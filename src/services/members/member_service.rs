//! # 회원 서비스 구현
//!
//! 회원가입, 로그인, 로그아웃, 내 정보 조회를 담당합니다.
//!
//! ```text
//! MemberService
//! ├── MemberStore        (MongoDB members)
//! ├── RefreshTokenStore  (Redis RT:<memberId>)
//! └── TokenService       (JWT 발급/검증)
//! ```
//!
//! ## 토큰 생명주기
//!
//! 1. **로그인**: 액세스 토큰과 리프레시 토큰을 발급하고, 리프레시 토큰을
//!    `RT:<memberId>`에 토큰 수명과 같은 TTL로 저장합니다.
//! 2. **요청 인증**: 토큰 인증 미들웨어가 처리합니다.
//! 3. **로그아웃**: `RT:<memberId>`를 삭제합니다. 이미 발급된 액세스 토큰은
//!    만료될 때까지 유효하지만, 만료 후 재발급은 더 이상 되지 않습니다.

use std::sync::Arc;
use std::time::Instant;

use async_trait::async_trait;
use once_cell::sync::OnceCell;

use crate::config::PasswordConfig;
use crate::core::errors::{AppError, AppResult};
use crate::core::registry::{Service, ServiceRegistration};
use crate::domain::dto::members::{
    LoginRequest, LoginResponse, MemberResponse, MessageResponse, SignupRequest,
};
use crate::domain::entities::members::Member;
use crate::repositories::members::{MemberRepository, MemberStore};
use crate::repositories::tokens::{RefreshTokenRepository, RefreshTokenStore};
use crate::services::auth::TokenService;

pub const SIGNUP_SUCCESS_MESSAGE: &str = "회원가입 성공";
pub const LOGOUT_SUCCESS_MESSAGE: &str = "로그아웃 성공";
pub const DUPLICATE_EMAIL_MESSAGE: &str = "이미 존재하는 이메일입니다.";
pub const INVALID_CREDENTIALS_MESSAGE: &str = "이메일 또는 비밀번호가 잘못되었습니다.";
pub const MEMBER_NOT_FOUND_MESSAGE: &str = "회원 정보가 없습니다.";
pub const REFRESH_TOKEN_NOT_FOUND_MESSAGE: &str = "리프레시 토큰이 존재하지 않습니다.";

static MEMBER_SERVICE_INSTANCE: OnceCell<Arc<MemberService>> = OnceCell::new();

/// 회원 관리 비즈니스 로직 서비스
///
/// ## 에러 처리 전략
///
/// - **ValidationError**: 잘못된 회원 ID 형식
/// - **BadRequest**: 중복 이메일, 리프레시 토큰 없음
/// - **AuthenticationError**: 이메일 또는 비밀번호 불일치 (둘을 구분하지 않음)
/// - **NotFound**: 회원 정보 없음
/// - **InternalError**: 해싱/서명 실패
pub struct MemberService {
    members: Arc<dyn MemberStore>,
    refresh_tokens: Arc<dyn RefreshTokenStore>,
    tokens: Arc<TokenService>,
    bcrypt_cost: u32,
    /// 존재하지 않는 이메일 로그인 시 검증에 쓰는 해시 (같은 cost)
    dummy_hash: OnceCell<String>,
}

impl MemberService {
    pub fn new(
        members: Arc<dyn MemberStore>,
        refresh_tokens: Arc<dyn RefreshTokenStore>,
        tokens: Arc<TokenService>,
        bcrypt_cost: u32,
    ) -> Self {
        Self {
            members,
            refresh_tokens,
            tokens,
            bcrypt_cost,
            dummy_hash: OnceCell::new(),
        }
    }

    /// MongoDB/Redis 리포지토리로 구성된 싱글톤 인스턴스를 반환합니다.
    pub fn instance() -> Arc<Self> {
        MEMBER_SERVICE_INSTANCE
            .get_or_init(|| {
                Arc::new(Self::new(
                    MemberRepository::instance(),
                    RefreshTokenRepository::instance(),
                    TokenService::instance(),
                    PasswordConfig::bcrypt_cost(),
                ))
            })
            .clone()
    }

    /// 새 회원을 등록합니다.
    ///
    /// # Arguments
    ///
    /// * `request` - 검증이 끝난 회원가입 요청
    ///
    /// # Errors
    ///
    /// * `AppError::BadRequest` - 이미 존재하는 이메일
    /// * `AppError::InternalError` - 비밀번호 해싱 실패
    ///
    /// # Examples
    ///
    /// ```rust,ignore
    /// let response = MemberService::instance().signup(request).await?;
    /// assert_eq!(response.message, "회원가입 성공");
    /// ```
    pub async fn signup(&self, request: SignupRequest) -> AppResult<MessageResponse> {
        if self.members.exists_by_email(&request.email).await? {
            log::info!("중복 이메일로 회원가입 시도: {}", request.email);
            return Err(AppError::BadRequest(DUPLICATE_EMAIL_MESSAGE.to_string()));
        }

        let hash_start = Instant::now();
        let password_hash = bcrypt::hash(&request.password, self.bcrypt_cost)
            .map_err(|e| AppError::InternalError(format!("비밀번호 해싱 실패: {}", e)))?;
        log::debug!("Password hashing took: {:?}", hash_start.elapsed());

        let member = self
            .members
            .save(Member::new(request.email, password_hash, request.name))
            .await?;

        log::info!(
            "✅ 회원가입 완료: member_id={}",
            member.id_string().unwrap_or_default()
        );

        Ok(MessageResponse::new(SIGNUP_SUCCESS_MESSAGE))
    }

    /// 이메일/비밀번호로 로그인하고 토큰을 발급합니다.
    ///
    /// 리프레시 토큰은 `RT:<memberId>`에 저장되며, 이전 로그인의 리프레시 토큰을 덮어씁니다.
    ///
    /// # Errors
    ///
    /// * `AppError::AuthenticationError` - 이메일이 없거나 비밀번호가 틀림
    /// * `AppError::RedisError` - 리프레시 토큰 저장 실패
    pub async fn login(&self, request: LoginRequest) -> AppResult<LoginResponse> {
        let Some(member) = self.members.find_by_email(&request.email).await? else {
            // 가입 여부가 응답 시간으로 드러나지 않도록 같은 비용의 검증을 수행
            let _ = bcrypt::verify(&request.password, self.dummy_password_hash()?);
            log::warn!("로그인 실패 (존재하지 않는 이메일): {}", request.email);
            return Err(Self::invalid_credentials());
        };

        let password_matches = bcrypt::verify(&request.password, &member.password_hash)
            .map_err(|e| AppError::InternalError(format!("비밀번호 검증 실패: {}", e)))?;

        if !password_matches {
            log::warn!("로그인 실패 (비밀번호 불일치): {}", request.email);
            return Err(Self::invalid_credentials());
        }

        let member_id = member
            .id_string()
            .ok_or_else(|| AppError::InternalError("회원 ID가 없습니다".to_string()))?;

        let access_token = self.tokens.make_access_token(&member_id)?;
        let refresh_token = self.tokens.make_refresh_token(&member_id)?;

        let refresh_ttl = u64::try_from(self.tokens.refresh_token_ttl_seconds())
            .map_err(|_| AppError::InternalError("리프레시 토큰 TTL이 음수입니다".to_string()))?;
        self.refresh_tokens
            .save(&member_id, &refresh_token, refresh_ttl)
            .await?;

        log::info!("✅ 로그인 성공: member_id={}", member_id);

        Ok(LoginResponse::new(
            access_token,
            refresh_token,
            self.tokens.access_token_ttl_seconds(),
        ))
    }

    /// 인증된 회원의 리프레시 토큰을 폐기합니다.
    ///
    /// # Arguments
    ///
    /// * `member_id` - 요청 주체의 회원 ID
    ///
    /// # Errors
    ///
    /// * `AppError::NotFound` - 회원 정보가 없음
    /// * `AppError::BadRequest` - 저장된 리프레시 토큰이 없음 (이미 로그아웃됨)
    pub async fn logout(&self, member_id: &str) -> AppResult<MessageResponse> {
        let member = self.find_member(member_id).await?;
        let member_id = member.id_string().unwrap_or_else(|| member_id.to_string());

        if self.refresh_tokens.find(&member_id).await?.is_none() {
            return Err(AppError::BadRequest(REFRESH_TOKEN_NOT_FOUND_MESSAGE.to_string()));
        }

        self.refresh_tokens.delete(&member_id).await?;
        log::info!("👋 로그아웃 완료: member_id={}", member_id);

        Ok(MessageResponse::new(LOGOUT_SUCCESS_MESSAGE))
    }

    /// 인증된 회원의 정보를 조회합니다.
    pub async fn get_member(&self, member_id: &str) -> AppResult<MemberResponse> {
        self.members
            .find_profile_by_id(member_id)
            .await?
            .ok_or_else(|| AppError::NotFound(MEMBER_NOT_FOUND_MESSAGE.to_string()))
    }

    async fn find_member(&self, member_id: &str) -> AppResult<Member> {
        self.members
            .find_by_id(member_id)
            .await?
            .ok_or_else(|| AppError::NotFound(MEMBER_NOT_FOUND_MESSAGE.to_string()))
    }

    fn dummy_password_hash(&self) -> AppResult<&str> {
        self.dummy_hash
            .get_or_try_init(|| bcrypt::hash("member-auth-dummy-password", self.bcrypt_cost))
            .map(String::as_str)
            .map_err(|e| AppError::InternalError(format!("비밀번호 해싱 실패: {}", e)))
    }

    fn invalid_credentials() -> AppError {
        AppError::AuthenticationError(INVALID_CREDENTIALS_MESSAGE.to_string())
    }
}

#[async_trait]
impl Service for MemberService {
    fn name(&self) -> &str {
        "MemberService"
    }

    async fn init(&self) -> AppResult<()> {
        log::info!("bcrypt cost: {}", self.bcrypt_cost);
        Ok(())
    }
}

fn create_member_service() -> Arc<dyn Service> {
    MemberService::instance()
}

inventory::submit! {
    ServiceRegistration {
        name: "member_service",
        constructor: create_member_service,
    }
}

● ● ● ● ● ● ●

» **Work required**
From the first line of the entries above to the line with "발급된 액세스 토큰은", please return every line exactly, keeping both ends.

» **Task solution**
filename src/services/members/member_service.rs
//! # 회원 서비스 구현
//!
//! 회원가입, 로그인, 로그아웃, 내 정보 조회를 담당합니다.
//!
//! ```text
//! MemberService
//! ├── MemberStore        (MongoDB members)
//! ├── RefreshTokenStore  (Redis RT:<memberId>)
//! └── TokenService       (JWT 발급/검증)
//! ```
//!
//! ## 토큰 생명주기
//!
//! 1. **로그인**: 액세스 토큰과 리프레시 토큰을 발급하고, 리프레시 토큰을
//!    `RT:<memberId>`에 토큰 수명과 같은 TTL로 저장합니다.
//! 2. **요청 인증**: 토큰 인증 미들웨어가 처리합니다.
//! 3. **로그아웃**: `RT:<memberId>`를 삭제합니다. 이미 발급된 액세스 토큰은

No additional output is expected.